**Task instructions**
Return every line from the records below that has the word "enum".

Stored data entries
//! Chat completion payload types.
//!
//! Only the fields the gateway needs to route are typed. Everything else in a
//! message, a content part or the request body is kept in a flattened JSON map
//! so that payloads pass through without losing unknown fields.

use serde::{Deserialize, Deserializer, Serialize};
use serde_json::{json, Value};

/// A JSON object, as returned by `chat` and `list_models`.
pub type JsonObject = serde_json::Map<String, Value>;

/// Chat completion request body.
#[derive(Debug, Clone, PartialEq, Serialize, Deserialize)]
pub struct ChatRequestBody {
    /// Model ID. Optional: upstreams serving a single model ignore it.
    #[serde(default, skip_serializing_if = "Option::is_none")]
    pub model: Option<String>,

    /// Messages array.
    pub messages: Vec<Message>,

    /// Any other request parameters, passed through untouched.
    #[serde(flatten)]
    pub extra: JsonObject,
}

impl ChatRequestBody {
    /// Creates a body with no model and no extra parameters.
    pub fn new(messages: Vec<Message>) -> Self {
        Self {
            model: None,
            messages,
            extra: JsonObject::new(),
        }
    }
}

/// A chat message.
#[derive(Debug, Clone, PartialEq, Serialize, Deserialize)]
pub struct Message {
    /// Message role.
    pub role: Role,

    /// Message content. `None` when the key is absent, `Some(None)` for an
    /// explicit `null` (assistant messages carrying `tool_calls`).
    #[serde(
        default,
        deserialize_with = "present",
        skip_serializing_if = "Option::is_none"
    )]
    pub content: Option<Option<Content>>,

    /// Other message fields (`name`, `tool_calls`, ...).
    #[serde(flatten)]
    pub extra: JsonObject,
}

impl Message {
    /// Creates a message with the given role and content.
    pub fn new(role: Role, content: impl Into<Content>) -> Self {
        Self {
            role,
            content: Some(Some(content.into())),
            extra: JsonObject::new(),
        }
    }

    /// Creates a system message.
    pub fn system(content: impl Into<String>) -> Self {
        Self::new(Role::System, Content::Text(content.into()))
    }

    /// Creates a user message.
    pub fn user(content: impl Into<Content>) -> Self {
        Self::new(Role::User, content)
    }

    /// Creates an assistant message.
    pub fn assistant(content: impl Into<String>) -> Self {
        Self::new(Role::Assistant, Content::Text(content.into()))
    }

    /// Returns the content parts of this message; empty for string content.
    pub fn parts(&self) -> &[ContentPart] {
        match &self.content {
            Some(Some(Content::Parts(parts))) => parts,
            _ => &[],
        }
    }
}

/// Marks a present key as `Some`, so a `null` value survives as `Some(None)`.
fn present<'de, D, T>(deserializer: D) -> Result<Option<T>, D::Error>
where
    D: Deserializer<'de>,
    T: Deserialize<'de>,
{
    T::deserialize(deserializer).map(Some)
}

/// Message role.
///
/// Unknown roles are preserved verbatim.
#[derive(Debug, Clone, PartialEq, Eq, Serialize, Deserialize)]
#[serde(from = "String", into = "String")]
pub enum Role {
    /// System message.
    System,
    /// User message.
    User,
    /// Assistant message.
    Assistant,
    /// Tool result message.
    Tool,
    /// Any other role.
    Other(String),
}

impl Role {
    /// Returns the wire spelling of the role.
    pub fn as_str(&self) -> &str {
        match self {
            Role::System => "system",
            Role::User => "user",
            Role::Assistant => "assistant",
            Role::Tool => "tool",
            Role::Other(other) => other,
        }
    }
}

impl From<String> for Role {
    fn from(value: String) -> Self {
        match value.as_str() {
            "system" => Role::System,
            "user" => Role::User,
            "assistant" => Role::Assistant,
            "tool" => Role::Tool,
            _ => Role::Other(value),
        }
    }
}

impl From<Role> for String {
    fn from(role: Role) -> Self {
        match role {
            Role::Other(other) => other,
            known => known.as_str().to_string(),
        }
    }
}

/// Message content: a plain string or a list of typed parts.
#[derive(Debug, Clone, PartialEq, Serialize, Deserialize)]
#[serde(untagged)]
pub enum Content {
    /// Text content.
    Text(String),
    /// Multipart content.
    Parts(Vec<ContentPart>),
}

impl From<String> for Content {
    fn from(text: String) -> Self {
        Content::Text(text)
    }
}

impl From<&str> for Content {
    fn from(text: &str) -> Self {
        Content::Text(text.to_string())
    }
}

impl From<Vec<ContentPart>> for Content {
    fn from(parts: Vec<ContentPart>) -> Self {
        Content::Parts(parts)
    }
}

/// One element of a multipart content list.
///
/// Only the `type` discriminator is interpreted; the rest of the part is kept
/// as-is.
#[derive(Debug, Clone, PartialEq, Serialize, Deserialize)]
pub struct ContentPart {
    /// The `type` discriminator.
    #[serde(rename = "type", default, skip_serializing_if = "Option::is_none")]
    pub kind: Option<PartKind>,

    /// Type-specific fields.
    #[serde(flatten)]
    pub fields: JsonObject,
}

impl ContentPart {
    /// Creates a text part.
    pub fn text(text: impl Into<String>) -> Self {
        let mut fields = JsonObject::new();
        fields.insert("text".to_string(), Value::String(text.into()));
        Self {
            kind: Some(PartKind::Text),
            fields,
        }
    }

    /// Creates an `input_audio` part carrying base64 data.
    pub fn input_audio(audio: InputAudio) -> Self {
        let mut fields = JsonObject::new();
        fields.insert(
            "input_audio".to_string(),
            json!({ "data": audio.data, "format": audio.format }),
        );
        Self {
            kind: Some(PartKind::InputAudio),
            fields,
        }
    }

    /// Returns true if the discriminator marks this part as audio.
    pub fn is_audio(&self) -> bool {
        self.kind.as_ref().is_some_and(PartKind::is_audio)
    }
}

/// Content part discriminator.
#[derive(Debug, Clone, PartialEq, Eq, Serialize, Deserialize)]
#[serde(from = "String", into = "String")]
pub enum PartKind {
    /// `text`
    Text,
    /// `image_url`
    ImageUrl,
    /// `input_audio`
    InputAudio,
    /// `audio`
    Audio,
    /// Any other discriminator.
    Other(String),
}

impl PartKind {
    /// Returns true for the discriminators recognized as audio.
    pub fn is_audio(&self) -> bool {
        matches!(self, PartKind::InputAudio | PartKind::Audio)
    }

    /// Returns the wire spelling of the discriminator.
    pub fn as_str(&self) -> &str {
        match self {
            PartKind::Text => "text",
            PartKind::ImageUrl => "image_url",
            PartKind::InputAudio => "input_audio",
            PartKind::Audio => "audio",
            PartKind::Other(other) => other,
        }
    }
}

impl From<String> for PartKind {
    fn from(value: String) -> Self {
        match value.as_str() {
            "text" => PartKind::Text,
            "image_url" => PartKind::ImageUrl,
            "input_audio" => PartKind::InputAudio,
            "audio" => PartKind::Audio,
            _ => PartKind::Other(value),
        }
    }
}

impl From<PartKind> for String {
    fn from(kind: PartKind) -> Self {
        match kind {
            PartKind::Other(other) => other,
            known => known.as_str().to_string(),
        }
    }
}

/// Audio payload of an `input_audio` part.
#[derive(Debug, Clone, PartialEq, Eq, Serialize, Deserialize)]
pub struct InputAudio {
    /// Base64-encoded audio.
    pub data: String,
    /// Container format tag.
    pub format: String,
}

impl InputAudio {
    /// Creates a WAV audio payload from already-encoded data.
    pub fn wav(data: impl Into<String>) -> Self {
        Self {
            data: data.into(),
            format: "wav".to_string(),
        }
    }
}
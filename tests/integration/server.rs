//! HTTP gateway tests.

use std::net::SocketAddr;

use inference_gateway::server::build_app;
use inference_gateway::{Gateway, GatewayConfig};
use reqwest::multipart::{Form, Part};
use serde_json::{json, Value};
use tokio::net::TcpListener;
use wiremock::matchers::{method, path};
use wiremock::{Mock, ResponseTemplate};

use super::*;

/// Serves the gateway on an ephemeral port.
async fn spawn_gateway(config: GatewayConfig) -> SocketAddr {
    let app = build_app(Gateway::new(config).unwrap(), &[]);
    let listener = TcpListener::bind("127.0.0.1:0").await.unwrap();
    let addr = listener.local_addr().unwrap();
    tokio::spawn(async move {
        axum::serve(listener, app).await.unwrap();
    });
    addr
}

fn audio_form() -> Form {
    Form::new().part("file", Part::bytes(b"RIFFdata".to_vec()).file_name("clip.wav"))
}

#[tokio::test]
async fn test_health() {
    let addr = spawn_gateway(single_config(&closed_port_url())).await;

    let response = reqwest::get(format!("http://{}/health", addr)).await.unwrap();
    assert_eq!(response.status(), 200);
    let request_id = response.headers()["x-request-id"].to_str().unwrap().to_string();
    assert_eq!(request_id.len(), 12);

    let body: Value = response.json().await.unwrap();
    assert_eq!(body["ok"], json!(true));
    assert_eq!(body["version"], json!(env!("CARGO_PKG_VERSION")));
}

#[tokio::test]
async fn test_request_id_is_echoed() {
    let addr = spawn_gateway(single_config(&closed_port_url())).await;

    let response = reqwest::Client::new()
        .get(format!("http://{}/health", addr))
        .header("x-request-id", "trace-abc-123")
        .send()
        .await
        .unwrap();
    assert_eq!(response.headers()["x-request-id"], "trace-abc-123");
}

#[tokio::test]
async fn test_chat_passthrough_keeps_status_and_body() {
    let mock_server = setup_mock_server().await;
    Mock::given(method("POST"))
        .and(path("/v1/chat/completions"))
        .respond_with(
            ResponseTemplate::new(429)
                .set_body_raw("slow down", "text/plain; charset=utf-8")
                .insert_header("retry-after", "7"),
        )
        .mount(&mock_server)
        .await;
    let addr = spawn_gateway(single_config(&mock_server.uri())).await;

    let response = reqwest::Client::new()
        .post(format!("http://{}/v1/chat/completions", addr))
        .json(&json!({"model": "m", "messages": [{"role": "user", "content": "hi"}]}))
        .send()
        .await
        .unwrap();

    assert_eq!(response.status(), 429);
    assert_eq!(response.headers()["retry-after"], "7");
    assert_eq!(response.headers()["content-type"], "text/plain; charset=utf-8");
    assert_eq!(response.text().await.unwrap(), "slow down");

    let forwarded: Value = mock_server.received_requests().await.unwrap()[0].body_json().unwrap();
    assert_eq!(forwarded["model"], json!("m"));
}

#[tokio::test]
async fn test_chat_rejects_bad_bodies() {
    let addr = spawn_gateway(single_config(&closed_port_url())).await;
    let client = reqwest::Client::new();
    let url = format!("http://{}/v1/chat/completions", addr);

    let response = client.post(&url).body("{not json").send().await.unwrap();
    assert_eq!(response.status(), 400);
    let body: Value = response.json().await.unwrap();
    assert_eq!(body["error"]["type"], json!("invalid_json"));

    let response = client.post(&url).json(&json!([1, 2])).send().await.unwrap();
    assert_eq!(response.status(), 400);
    let body: Value = response.json().await.unwrap();
    assert_eq!(body["error"]["type"], json!("invalid_request"));
}

#[tokio::test]
async fn test_chat_forwards_any_object_shape() {
    let text_server = setup_mock_server().await;
    let audio_server = setup_mock_server().await;
    Mock::given(method("POST"))
        .and(path("/v1/chat/completions"))
        .respond_with(success_response(completion("from text")))
        .expect(3)
        .mount(&text_server)
        .await;
    Mock::given(method("POST"))
        .and(path("/v1/chat/completions"))
        .respond_with(success_response(completion("from audio")))
        .expect(1)
        .mount(&audio_server)
        .await;
    let addr = spawn_gateway(audio_text_config(&text_server.uri(), &audio_server.uri())).await;
    let client = reqwest::Client::new();
    let url = format!("http://{}/v1/chat/completions", addr);

    for body in [
        json!({"model": "m", "prompt": "x"}),
        json!({"messages": [{"role": "user", "content": ["hello"]}]}),
        json!({"messages": [{"content": {"type": "input_audio"}}]}),
    ] {
        let response = client.post(&url).json(&body).send().await.unwrap();
        assert_eq!(response.status(), 200);
        let reply: Value = response.json().await.unwrap();
        assert_eq!(reply["choices"][0]["message"]["content"], json!("from text"));
    }

    let response = client
        .post(&url)
        .json(&json!({"messages": [{"content": [{"type": 5}, {"type": "input_audio"}]}]}))
        .send()
        .await
        .unwrap();
    let reply: Value = response.json().await.unwrap();
    assert_eq!(reply["choices"][0]["message"]["content"], json!("from audio"));

    let forwarded: Value = text_server.received_requests().await.unwrap()[0].body_json().unwrap();
    assert_eq!(forwarded, json!({"model": "m", "prompt": "x"}));
}

#[tokio::test]
async fn test_chat_unreachable_is_502() {
    let upstream = closed_port_url();
    let addr = spawn_gateway(single_config(&upstream)).await;

    let response = reqwest::Client::new()
        .post(format!("http://{}/v1/chat/completions", addr))
        .json(&json!({"messages": [{"role": "user", "content": "hi"}]}))
        .send()
        .await
        .unwrap();

    assert_eq!(response.status(), 502);
    let body: Value = response.json().await.unwrap();
    assert_eq!(body["error"]["type"], json!("upstream_unreachable"));
    assert_eq!(body["upstream"], json!(upstream));
}

#[tokio::test]
async fn test_models_passthrough() {
    let mock_server = setup_mock_server().await;
    Mock::given(method("GET"))
        .and(path("/v1/models"))
        .respond_with(ResponseTemplate::new(404).set_body_string("404 page not found"))
        .mount(&mock_server)
        .await;
    let addr = spawn_gateway(single_config(&mock_server.uri())).await;

    let response = reqwest::get(format!("http://{}/v1/models", addr)).await.unwrap();
    assert_eq!(response.status(), 404);
    assert_eq!(response.text().await.unwrap(), "404 page not found");
}

#[tokio::test]
async fn test_transcribe_endpoint() {
    let mock_server = setup_mock_server().await;
    Mock::given(method("POST"))
        .and(path("/v1/chat/completions"))
        .respond_with(success_response(completion("the quick brown fox")))
        .expect(1)
        .mount(&mock_server)
        .await;
    let addr = spawn_gateway(single_config(&mock_server.uri())).await;

    let response = reqwest::Client::new()
        .post(format!("http://{}/v1/transcribe", addr))
        .multipart(audio_form())
        .send()
        .await
        .unwrap();

    assert_eq!(response.status(), 200);
    let body: Value = response.json().await.unwrap();
    assert_eq!(body, json!({"transcript": "the quick brown fox"}));
}

#[tokio::test]
async fn test_analyze_endpoint() {
    let mock_server = setup_mock_server().await;
    Mock::given(method("POST"))
        .and(path("/v1/chat/completions"))
        .respond_with(success_response(completion("a dog barking")))
        .mount(&mock_server)
        .await;
    let addr = spawn_gateway(single_config(&mock_server.uri())).await;
    let client = reqwest::Client::new();
    let url = format!("http://{}/v1/analyze", addr);

    let response = client
        .post(&url)
        .multipart(audio_form().text("instruction", "Describe the sounds."))
        .send()
        .await
        .unwrap();
    assert_eq!(response.status(), 200);
    let body: Value = response.json().await.unwrap();
    assert_eq!(body, json!({"result": "a dog barking"}));

    let forwarded: Value = mock_server.received_requests().await.unwrap()[0].body_json().unwrap();
    assert_eq!(forwarded["messages"][0]["content"], json!("Describe the sounds."));

    let response = client.post(&url).multipart(audio_form()).send().await.unwrap();
    assert_eq!(response.status(), 400);
    let body: Value = response.json().await.unwrap();
    assert_eq!(body["error"]["type"], json!("invalid_request"));
}

#[tokio::test]
async fn test_transcribe_too_large_is_413() {
    let config = GatewayConfig::builder()
        .text_base_url(closed_port_url())
        .max_upload_bytes(4)
        .build()
        .unwrap();
    let addr = spawn_gateway(config).await;

    let response = reqwest::Client::new()
        .post(format!("http://{}/v1/transcribe", addr))
        .multipart(audio_form())
        .send()
        .await
        .unwrap();

    assert_eq!(response.status(), 413);
    let body: Value = response.json().await.unwrap();
    assert_eq!(body["error"]["type"], json!("audio_too_large"));
}

#[tokio::test]
async fn test_upstream_status_on_transcribe_is_502() {
    let mock_server = setup_mock_server().await;
    Mock::given(method("POST"))
        .and(path("/v1/chat/completions"))
        .respond_with(ResponseTemplate::new(500).set_body_string("model crashed"))
        .mount(&mock_server)
        .await;
    let addr = spawn_gateway(single_config(&mock_server.uri())).await;

    let response = reqwest::Client::new()
        .post(format!("http://{}/v1/transcribe", addr))
        .multipart(audio_form())
        .send()
        .await
        .unwrap();

    assert_eq!(response.status(), 502);
    let body: Value = response.json().await.unwrap();
    assert_eq!(body["error"]["type"], json!("upstream_error"));
    assert_eq!(body["upstream"], json!(mock_server.uri()));
}
//! Upstream selection.
//!
//! The router decides which base URL receives a request. The decision looks
//! only at the configured [`RoutingMode`] and the `type` discriminator of
//! content parts; no text inside a message is ever read.

use serde_json::Value;

use crate::config::{Backend, GatewayConfig, RoutingMode};
use crate::errors::{GatewayError, GatewayResult};
use crate::types::{ChatRequestBody, PartKind};

/// Returns true if any message carries a part whose discriminator is audio.
pub fn has_audio_content(body: &ChatRequestBody) -> bool {
    body.messages
        .iter()
        .flat_map(|message| message.parts())
        .any(|part| part.is_audio())
}

/// Same check on an untyped request body.
///
/// Any shape is accepted: a missing or non-array `messages`, non-object
/// messages, string or object content and non-object parts all count as
/// "no audio".
pub fn has_audio_value(body: &Value) -> bool {
    let Some(messages) = body.get("messages").and_then(Value::as_array) else {
        return false;
    };
    messages
        .iter()
        .filter_map(|message| message.get("content").and_then(Value::as_array))
        .flatten()
        .filter_map(|part| part.get("type").and_then(Value::as_str))
        .any(|kind| PartKind::from(kind.to_string()).is_audio())
}

/// Selects the upstream base URL for a chat request.
///
/// In single mode the body is not inspected. In audio_text mode, requests
/// with audio parts go to the audio upstream and all others to text.
pub fn select_upstream<'a>(
    body: &ChatRequestBody,
    config: &'a GatewayConfig,
) -> GatewayResult<&'a str> {
    route(config, || has_audio_content(body))
}

/// [`select_upstream`] for a raw JSON body that is forwarded as-is.
pub fn select_upstream_value<'a>(
    body: &Value,
    config: &'a GatewayConfig,
) -> GatewayResult<&'a str> {
    route(config, || has_audio_value(body))
}

fn route(config: &GatewayConfig, has_audio: impl FnOnce() -> bool) -> GatewayResult<&str> {
    match config.routing_mode() {
        RoutingMode::Single => single_upstream(config),
        RoutingMode::AudioText => {
            if has_audio() {
                backend_url(config, Backend::Audio)
            } else {
                backend_url(config, Backend::Text)
            }
        }
    }
}

/// Upstream for payloads that are audio by construction.
///
/// Targets the audio upstream whenever one is configured, in either mode.
pub fn audio_upstream(config: &GatewayConfig) -> GatewayResult<&str> {
    match config.audio_base_url() {
        Some(url) => Ok(url),
        None => match config.routing_mode() {
            RoutingMode::Single => single_upstream(config),
            RoutingMode::AudioText => backend_url(config, Backend::Audio),
        },
    }
}

/// Upstream that answers model listings.
pub fn models_upstream(config: &GatewayConfig) -> GatewayResult<&str> {
    match config.routing_mode() {
        RoutingMode::Single => single_upstream(config),
        RoutingMode::AudioText => backend_url(config, config.models_backend()),
    }
}

fn single_upstream(config: &GatewayConfig) -> GatewayResult<&str> {
    config.effective_base_url().ok_or_else(|| {
        GatewayError::configuration(
            "Either default_base_url or text_base_url must be set when routing_mode=single",
        )
    })
}

fn backend_url(config: &GatewayConfig, backend: Backend) -> GatewayResult<&str> {
    let (url, name) = match backend {
        Backend::Text => (config.text_base_url(), "text_base_url"),
        Backend::Audio => (config.audio_base_url(), "audio_base_url"),
    };
    url.ok_or_else(|| {
        GatewayError::configuration(format!(
            "{} is required when routing_mode=audio_text",
            name
        ))
    })
}
//! Error types for the inference gateway.
//!
//! Every failure the routing-and-forwarding pipeline can produce is one
//! variant of [`GatewayError`]. Errors are created where the underlying
//! failure happens and propagate to the caller unchanged: nothing is retried
//! and nothing is downgraded to a default value.

use thiserror::Error;

/// Result type alias for gateway operations.
pub type GatewayResult<T> = Result<T, GatewayError>;

/// Error type for gateway operations.
#[derive(Debug, Error)]
pub enum GatewayError {
    /// A required routing target is missing or invalid.
    #[error("Configuration error: {message}")]
    Configuration {
        /// Error message describing the configuration issue.
        message: String,
    },

    /// Audio normalization failed.
    #[error("Audio processing error ({}): {message}", kind.as_str())]
    AudioProcessing {
        /// What went wrong.
        kind: AudioErrorKind,
        /// Diagnostic text, including transcoder stderr where available.
        message: String,
    },

    /// The upstream could not be reached.
    #[error("Upstream unreachable ({upstream}): {message}")]
    UpstreamUnreachable {
        /// Base URL of the upstream.
        upstream: String,
        /// Error message.
        message: String,
    },

    /// The upstream did not answer within the configured budget.
    #[error("Upstream timeout ({upstream}): {message}")]
    UpstreamTimeout {
        /// Base URL of the upstream.
        upstream: String,
        /// Error message.
        message: String,
    },

    /// The upstream answered with a non-success status code.
    #[error("Upstream error ({upstream}): HTTP {status}")]
    UpstreamStatus {
        /// Base URL of the upstream.
        upstream: String,
        /// HTTP status code returned by the upstream.
        status: u16,
        /// Raw response body, lossily decoded.
        body: String,
    },

    /// The upstream answered, but not with the expected structure.
    #[error("Invalid upstream response: {message}")]
    InvalidRequest {
        /// Error message.
        message: String,
    },
}

/// Discriminant of a [`GatewayError`], for callers that match on kind only.
#[derive(Debug, Clone, Copy, PartialEq, Eq, Hash)]
pub enum ErrorKind {
    /// See [`GatewayError::Configuration`].
    Configuration,
    /// See [`GatewayError::AudioProcessing`].
    AudioProcessing,
    /// See [`GatewayError::UpstreamUnreachable`].
    UpstreamUnreachable,
    /// See [`GatewayError::UpstreamTimeout`].
    UpstreamTimeout,
    /// See [`GatewayError::UpstreamStatus`].
    UpstreamStatus,
    /// See [`GatewayError::InvalidRequest`].
    InvalidRequest,
}

/// Reason an audio normalization failed.
#[derive(Debug, Clone, Copy, PartialEq, Eq, Hash)]
pub enum AudioErrorKind {
    /// Input exceeded the configured upload ceiling.
    TooLarge,
    /// The transcoder binary could not be found.
    BinaryMissing,
    /// The transcoder exited non-zero or produced no output.
    TranscodeFailed,
    /// The transcoder ran past its time budget.
    Timeout,
    /// Scratch file handling failed.
    Io,
}

impl AudioErrorKind {
    /// Stable machine-readable code.
    pub fn as_str(&self) -> &'static str {
        match self {
            AudioErrorKind::TooLarge => "audio_too_large",
            AudioErrorKind::BinaryMissing => "ffmpeg_not_found",
            AudioErrorKind::TranscodeFailed => "invalid_audio",
            AudioErrorKind::Timeout => "audio_timeout",
            AudioErrorKind::Io => "audio_io_error",
        }
    }
}

impl GatewayError {
    /// Returns the discriminant of this error.
    pub fn kind(&self) -> ErrorKind {
        match self {
            GatewayError::Configuration { .. } => ErrorKind::Configuration,
            GatewayError::AudioProcessing { .. } => ErrorKind::AudioProcessing,
            GatewayError::UpstreamUnreachable { .. } => ErrorKind::UpstreamUnreachable,
            GatewayError::UpstreamTimeout { .. } => ErrorKind::UpstreamTimeout,
            GatewayError::UpstreamStatus { .. } => ErrorKind::UpstreamStatus,
            GatewayError::InvalidRequest { .. } => ErrorKind::InvalidRequest,
        }
    }

    /// Returns true for any failure attributable to an upstream.
    pub fn is_upstream(&self) -> bool {
        self.upstream().is_some()
    }

    /// Returns the upstream base URL involved, if any.
    pub fn upstream(&self) -> Option<&str> {
        match self {
            GatewayError::UpstreamUnreachable { upstream, .. }
            | GatewayError::UpstreamTimeout { upstream, .. }
            | GatewayError::UpstreamStatus { upstream, .. } => Some(upstream),
            _ => None,
        }
    }

    /// Creates a configuration error.
    pub fn configuration(message: impl Into<String>) -> Self {
        GatewayError::Configuration {
            message: message.into(),
        }
    }

    /// Creates an audio processing error.
    pub fn audio(kind: AudioErrorKind, message: impl Into<String>) -> Self {
        GatewayError::AudioProcessing {
            kind,
            message: message.into(),
        }
    }

    /// Creates an invalid request error.
    pub fn invalid_request(message: impl Into<String>) -> Self {
        GatewayError::InvalidRequest {
            message: message.into(),
        }
    }
}

impl From<url::ParseError> for GatewayError {
    fn from(err: url::ParseError) -> Self {
        GatewayError::Configuration {
            message: format!("Invalid URL: {}", err),
        }
    }
}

**Response area**
pub enum Role {
pub enum Content {
pub enum PartKind {
pub enum GatewayError {
pub enum ErrorKind {
pub enum AudioErrorKind {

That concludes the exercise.